After lawsuit, Medicare to ease drug benefit enrollment for poor

The Bush administration will have to work harder to protect the poorest Medicare beneficiaries from falling through the cracks of the Part D drug benefit enrollment process, under a settlement of a class action lawsuit announced Thursday.

In sum, the settlement shifts more of the burden to rectify mix-ups on the Centers for Medicare and Medicaid Services (CMS), private Part D benefit plans and states and away from low-income elderly and disabled beneficiaries who are enrolled in both Medicare and Medicaid.

“It’s going to provide much-needed relief to millions of seniors and disabled beneficiaries,” said Kevin Prindiville, a staff attorney for the National Senior Citizens Law Center , which was one of the plaintiffs in the lawsuit.

These beneficiaries have always been entitled to their benefits, but the implementation of Part D failed some of them, maintained Jerad Kopel, the partner at the law firm Wilson Sonsini Goodrich and Rosati , which worked with the plaintiffs on the case.

“The Medicare statute passed in 2003 was being violated,” Kopel said.

Jeff Nelligan, a CMS spokesman, said the agency has worked “tirelessly” to ensure that all enrollees of Part D have “full and timely access to the prescription drugs they need.”

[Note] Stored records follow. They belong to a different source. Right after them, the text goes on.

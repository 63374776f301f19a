//! Configuration file loading with precedence handling.

use serde::Deserialize;
use std::path::PathBuf;
use thiserror::Error;

/// Default search service base URL.
pub const DEFAULT_SERVER_URL: &str = "http://localhost:5000";

/// Default autocomplete debounce delay in milliseconds.
pub const DEFAULT_DEBOUNCE_MS: u64 = 200;

/// Default HTTP request timeout in seconds.
pub const DEFAULT_REQUEST_TIMEOUT_SECS: u64 = 30;

/// Errors that can occur during config loading.
#[derive(Debug, Error, Clone, PartialEq, Eq)]
pub enum ConfigError {
    /// Failed to read config file (permission issues, not a file, ...).
    #[error("Failed to read config file at {path}: {reason}")]
    ReadError {
        /// Path that failed to read.
        path: PathBuf,
        /// Reason for failure.
        reason: String,
    },

    /// Config file contains invalid TOML syntax or unknown keys.
    #[error("Invalid TOML in {path}: {reason}")]
    ParseError {
        /// Path with invalid TOML.
        path: PathBuf,
        /// Parse error details.
        reason: String,
    },
}

/// TOML configuration file structure.
///
/// All fields are optional - if not specified, hardcoded defaults are used.
/// Corresponds to `~/.config/sift/config.toml`.
#[derive(Debug, Clone, Default, Deserialize, PartialEq, Eq)]
#[serde(deny_unknown_fields)]
pub struct ConfigFile {
    /// Base URL of the search service.
    #[serde(default)]
    pub server_url: Option<String>,

    /// Autocomplete debounce delay in milliseconds.
    #[serde(default)]
    pub debounce_ms: Option<u64>,

    /// HTTP request timeout in seconds.
    #[serde(default)]
    pub request_timeout_secs: Option<u64>,

    /// Path of the JSON key-value file holding history and theme.
    #[serde(default)]
    pub storage_path: Option<PathBuf>,

    /// Path to log file for tracing output.
    #[serde(default)]
    pub log_file_path: Option<PathBuf>,
}

/// Resolved configuration after applying precedence rules.
///
/// Created by merging defaults, config file, env vars, and CLI args.
#[derive(Debug, Clone, PartialEq, Eq)]
pub struct ResolvedConfig {
    /// Base URL of the search service, without trailing slash.
    pub server_url: String,
    /// Autocomplete debounce delay in milliseconds.
    pub debounce_ms: u64,
    /// HTTP request timeout in seconds.
    pub request_timeout_secs: u64,
    /// Key-value storage file.
    pub storage_path: PathBuf,
    /// Path to log file for tracing output.
    pub log_file_path: PathBuf,
}

impl Default for ResolvedConfig {
    fn default() -> Self {
        Self {
            server_url: DEFAULT_SERVER_URL.to_string(),
            debounce_ms: DEFAULT_DEBOUNCE_MS,
            request_timeout_secs: DEFAULT_REQUEST_TIMEOUT_SECS,
            storage_path: default_storage_path(),
            log_file_path: default_log_path(),
        }
    }
}

/// Resolve default log file path.
///
/// Returns `~/.local/state/sift/sift.log` on Linux, or the appropriate
/// platform path elsewhere. Falls back to the current directory if no state
/// directory can be determined.
pub fn default_log_path() -> PathBuf {
    if let Some(state_dir) = dirs::state_dir() {
        state_dir.join("sift").join("sift.log")
    } else {
        PathBuf::from("sift.log")
    }
}

/// Resolve default storage file path.
///
/// Returns `~/.local/share/sift/storage.json` on Linux, or the appropriate
/// platform path elsewhere. Falls back to the current directory.
pub fn default_storage_path() -> PathBuf {
    if let Some(data_dir) = dirs::data_dir() {
        data_dir.join("sift").join("storage.json")
    } else {
        PathBuf::from("sift-storage.json")
    }
}

/// Load configuration file from a specific path.
///
/// Returns `Ok(None)` if file doesn't exist (not an error - use defaults).
///
/// # Errors
///
/// Returns error if file exists but has read or parse errors.
pub fn load_config_file(path: impl Into<PathBuf>) -> Result<Option<ConfigFile>, ConfigError> {
    let path = path.into();

    // Missing file is not an error - use defaults
    if !path.exists() {
        return Ok(None);
    }

    let contents = std::fs::read_to_string(&path).map_err(|e| ConfigError::ReadError {
        path: path.clone(),
        reason: e.to_string(),
    })?;

    let config: ConfigFile = toml::from_str(&contents).map_err(|e| ConfigError::ParseError {
        path: path.clone(),
        reason: e.to_string(),
    })?;

    Ok(Some(config))
}

/// Resolve default config file path.
///
/// Returns `~/.config/sift/config.toml` on Linux, appropriate path on other
/// platforms. Returns `None` if no config directory can be determined.
pub fn default_config_path() -> Option<PathBuf> {
    dirs::config_dir().map(|dir| dir.join("sift").join("config.toml"))
}

/// Load configuration with precedence handling.
///
/// Precedence (highest to lowest):
/// 1. Explicit `config_path` argument (CLI `--config`)
/// 2. `SIFT_CONFIG` environment variable
/// 3. Default path `~/.config/sift/config.toml`
///
/// Missing config files are NOT errors - defaults are used.
///
/// # Errors
///
/// Returns error only if a config file exists but cannot be read or parsed.
pub fn load_config_with_precedence(
    config_path: Option<PathBuf>,
) -> Result<Option<ConfigFile>, ConfigError> {
    if let Some(path) = config_path {
        return load_config_file(path);
    }

    if let Ok(env_path) = std::env::var("SIFT_CONFIG") {
        return load_config_file(PathBuf::from(env_path));
    }

    if let Some(default_path) = default_config_path() {
        return load_config_file(default_path);
    }

    Ok(None)
}

/// Merge config file into defaults to create resolved config.
///
/// For each field in `ConfigFile`, if `Some(value)`, use it; otherwise use
/// the default. A zero request timeout counts as unset.
pub fn merge_config(config_file: Option<ConfigFile>) -> ResolvedConfig {
    let defaults = ResolvedConfig::default();

    let Some(config) = config_file else {
        return defaults;
    };

    ResolvedConfig {
        server_url: config
            .server_url
            .map(|url| normalize_server_url(&url))
            .unwrap_or(defaults.server_url),
        debounce_ms: config.debounce_ms.unwrap_or(defaults.debounce_ms),
        request_timeout_secs: config
            .request_timeout_secs
            .filter(|&secs| {
                if secs == 0 {
                    tracing::warn!("Ignoring request_timeout_secs = 0, using the default");
                }
                secs > 0
            })
            .unwrap_or(defaults.request_timeout_secs),
        storage_path: config.storage_path.unwrap_or(defaults.storage_path),
        log_file_path: config.log_file_path.unwrap_or(defaults.log_file_path),
    }
}

/// Apply environment variable overrides to resolved config.
///
/// Checks for:
/// - `SIFT_SERVER_URL`: Override server URL
/// - `SIFT_DEBOUNCE_MS`: Override debounce delay (ignored if not a number)
pub fn apply_env_overrides(mut config: ResolvedConfig) -> ResolvedConfig {
    if let Ok(url) = std::env::var("SIFT_SERVER_URL") {
        if !url.trim().is_empty() {
            config.server_url = normalize_server_url(&url);
        }
    }

    if let Ok(raw) = std::env::var("SIFT_DEBOUNCE_MS") {
        match raw.trim().parse::<u64>() {
            Ok(ms) => config.debounce_ms = ms,
            Err(_) => tracing::warn!(value = %raw, "Ignoring invalid SIFT_DEBOUNCE_MS"),
        }
    }

    config
}

/// Apply CLI argument overrides to resolved config.
///
/// CLI args have the highest precedence and override all other sources.
/// Only applies overrides for flags that were explicitly set by the user.
///
/// Precedence chain: Defaults → Config File → Env Vars → CLI Args (highest)
pub fn apply_cli_overrides(
    mut config: ResolvedConfig,
    server_override: Option<String>,
    storage_override: Option<PathBuf>,
) -> ResolvedConfig {
    if let Some(url) = server_override {
        config.server_url = normalize_server_url(&url);
    }

    if let Some(path) = storage_override {
        config.storage_path = path;
    }

    config
}

/// Strip surrounding whitespace and trailing slashes from a base URL.
fn normalize_server_url(url: &str) -> String {
    url.trim().trim_end_matches('/').to_string()
}

#[cfg(test)]
#[path = "loader_tests.rs"]
mod tests;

He said CMS would await “final court approval” of the settlement before commenting further.

The settlement primarily requires CMS, Part D plans and states to act more quickly to get Medicare-Medicaid enrollees into the Part D system and to address problems that arise. These three partners also will have to share information with each other more quickly to ensure that beneficiaries’ records are up to date.

Beneficiaries’ paperwork burden also will be reduced under the agreement. From now on, when a beneficiary asserts he or she is eligible for the Part D low-income subsidy but lacks the documentation, CMS, the plan and the state have the responsibility to clarify the problem, not the beneficiary.

“As a result of the settlement, it will now be easier for the poorest beneficiaries to navigate Medicare Part D,” said Gil Deford, the director of litigation for the Center for Medicare Advocacy.

There are an estimated 6.2 million people who received both Medicare and Medicaid benefits. All of them are eligible for the Medicare Part D low-income subsidy, which covers most of their costs for prescription drugs.

When Medicare Part D rolled out in January 2006, these so-called dual-eligible beneficiaries encountered widespread problems getting enrolled in Part D plans. Pharmacies often did not have these beneficiaries’ information in their computer systems and could not dispense their medication.

Dual-eligible beneficiaries, who had been receiving their drug coverage from Medicaid, had more problems than others because they were automatically assigned to Part D plans.

To resolve these problems, beneficiaries have had to deal with CMS, state Medicaid offices, private Part D plans and their pharmacies. These delays put them at risk of not getting needed medicine.

Dual-eligible beneficiaries use more medication on average than other people on Medicare and lack the money to pay out-of-pocket for their drugs when they encounter a bureaucratic obstacle, which makes them particularly vulnerable to failures in the Part D enrollment system, the plaintiffs argued.

Beneficiaries are most likely to run into trouble when they first sign up for Medicare Part D or change plans.

In April 2006, the National Senior Citizens Law Center and the Center for Medicare Advocacy sued Health and Human Services Secretary Mike Leavitt, contending that CMS was not doing enough to make sure that dual-eligible beneficiaries were properly enrolled in the Part D system. The lawsuit, filed in federal district court in San Francisco, was certified as a nationwide class action in January 2007.  

The solutions to the problems alleged by the lawsuit will be made mostly behind the scenes.

“These are technical solutions to what are technical problems, but they have real-life consequences,” Prindi-
ville said.

States will be able to provide CMS with information on which of their residents are on Medicare and Medicaid and/or qualify for the low-income subsidy. CMS will then be required to process that information within one business day, after which the Part D plan and pharmacies will have accurate information. CMS also has to update its systems immediately when a beneficiary’s eligibility for the low-income subsidy is established. Currently, these processes can take more than a month, according to Prindiville.

CMS also must explain these changes to pharmacies so they are aware of the new policies and can help beneficiaries experiencing enrollment problems.

The settlement gives the plaintiffs the right and responsibility to oversee CMS’s actions to meet the terms of the deal. The agency also must make information available to the plaintiffs to allow them to monitor those actions.

In addition to agreeing to make changes in how it handles Part D enrollment problems, CMS also agreed to pay the plaintiffs $700,000 for their legal expenses and up to $110,000 for the cost of monitoring the agency’s implementation of the agreed-upon processes.

Although the settlement closes the door on the class-action lawsuit, individual beneficiaries could still sue CMS on the same grounds, the plaintiffs noted.